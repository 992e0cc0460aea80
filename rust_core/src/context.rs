use crate::error::{ModelError, Result};
use std::any::{Any, TypeId};
use std::cell::RefCell;
use std::collections::HashMap;
use std::marker::PhantomData;

/// Types that can be pushed onto the per-thread context stack.
pub trait Context: Clone + 'static {
    /// Error returned by `get_context(true)` when nothing is on the stack.
    fn missing() -> ModelError;
}

thread_local! {
    static STACKS: RefCell<HashMap<TypeId, Vec<Box<dyn Any>>>> = RefCell::new(HashMap::new());
}

/// Pops its context when dropped, including during unwinding.
pub struct ContextGuard<T: Context> {
    depth: usize,
    _marker: PhantomData<T>,
}

impl<T: Context> Drop for ContextGuard<T> {
    fn drop(&mut self) {
        STACKS.with(|cell| {
            if let Some(stack) = cell.borrow_mut().get_mut(&TypeId::of::<T>()) {
                debug_assert_eq!(stack.len(), self.depth, "context guards dropped out of order");
                stack.truncate(self.depth - 1);
            }
        });
    }
}

/// Push `ctx`; it stays on top until the returned guard is dropped.
pub fn enter<T: Context>(ctx: T) -> ContextGuard<T> {
    let depth = STACKS.with(|cell| {
        let mut stacks = cell.borrow_mut();
        let stack = stacks.entry(TypeId::of::<T>()).or_default();
        stack.push(Box::new(ctx));
        stack.len()
    });
    ContextGuard {
        depth,
        _marker: PhantomData,
    }
}

/// Run `f` with `ctx` on top of the stack.
pub fn with_context<T: Context, R>(ctx: T, f: impl FnOnce() -> R) -> R {
    let _guard = enter(ctx);
    f()
}

/// The innermost context of type `T`.
pub fn get_context<T: Context>(error_if_none: bool) -> Result<Option<T>> {
    let top = STACKS.with(|cell| {
        cell.borrow()
            .get(&TypeId::of::<T>())
            .and_then(|stack| stack.last())
            .and_then(|ctx| ctx.downcast_ref::<T>())
            .cloned()
    });
    match top {
        None if error_if_none => Err(T::missing()),
        other => Ok(other),
    }
}

/// All active contexts of type `T`, outermost first.
pub fn contexts<T: Context>() -> Vec<T> {
    STACKS.with(|cell| {
        cell.borrow()
            .get(&TypeId::of::<T>())
            .map(|stack| stack.iter().filter_map(|c| c.downcast_ref::<T>().cloned()).collect())
            .unwrap_or_default()
    })
}

pub fn context_depth<T: Context>() -> usize {
    STACKS.with(|cell| cell.borrow().get(&TypeId::of::<T>()).map_or(0, |s| s.len()))
}

#[cfg(test)]
mod tests {
    use super::*;
    use std::panic::{catch_unwind, AssertUnwindSafe};

    #[derive(Clone, Debug, PartialEq)]
    struct Tag(&'static str);

    impl Context for Tag {
        fn missing() -> ModelError {
            ModelError::NoActiveModel
        }
    }

    #[test]
    fn test_nesting_is_reentrant() {
        assert!(get_context::<Tag>(false).unwrap().is_none());
        assert!(matches!(get_context::<Tag>(true), Err(ModelError::NoActiveModel)));

        with_context(Tag("outer"), || {
            with_context(Tag("inner"), || {
                assert_eq!(get_context::<Tag>(true).unwrap(), Some(Tag("inner")));
                assert_eq!(contexts::<Tag>(), vec![Tag("outer"), Tag("inner")]);
                // the same context may be entered twice
                with_context(Tag("inner"), || assert_eq!(context_depth::<Tag>(), 3));
            });
            assert_eq!(get_context::<Tag>(true).unwrap(), Some(Tag("outer")));
        });
        assert_eq!(context_depth::<Tag>(), 0);
    }

    #[test]
    fn test_depth_restored_after_panic() {
        let _outer = enter(Tag("outer"));
        let result = catch_unwind(AssertUnwindSafe(|| {
            with_context(Tag("doomed"), || panic!("boom"));
        }));
        assert!(result.is_err());
        assert_eq!(context_depth::<Tag>(), 1);
        assert_eq!(get_context::<Tag>(false).unwrap(), Some(Tag("outer")));
    }

    #[test]
    #[cfg(debug_assertions)]
    #[should_panic(expected = "context guards dropped out of order")]
    fn test_out_of_order_guards_are_caught() {
        let outer = enter(Tag("outer"));
        let _inner = enter(Tag("inner"));
        drop(outer);
    }
}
══════════
THE TASK: Begin at the first line of the material and transcribe each line exactly. End with the line containing "pub fn enter<T: Context>(ctx: T)", and give nothing else.

WRITTEN RESPONSE:
repository 992e0cc0460aea80
filename rust_core/src/context.rs
use crate::error::{ModelError, Result};
use std::any::{Any, TypeId};
use std::cell::RefCell;
use std::collections::HashMap;
use std::marker::PhantomData;

/// Types that can be pushed onto the per-thread context stack.
pub trait Context: Clone + 'static {
    /// Error returned by `get_context(true)` when nothing is on the stack.
    fn missing() -> ModelError;
}

thread_local! {
    static STACKS: RefCell<HashMap<TypeId, Vec<Box<dyn Any>>>> = RefCell::new(HashMap::new());
}

/// Pops its context when dropped, including during unwinding.
pub struct ContextGuard<T: Context> {
    depth: usize,
    _marker: PhantomData<T>,
}

impl<T: Context> Drop for ContextGuard<T> {
    fn drop(&mut self) {
        STACKS.with(|cell| {
            if let Some(stack) = cell.borrow_mut().get_mut(&TypeId::of::<T>()) {
                debug_assert_eq!(stack.len(), self.depth, "context guards dropped out of order");
                stack.truncate(self.depth - 1);
            }
        });
    }
}

/// Push `ctx`; it stays on top until the returned guard is dropped.
pub fn enter<T: Context>(ctx: T) -> ContextGuard<T> {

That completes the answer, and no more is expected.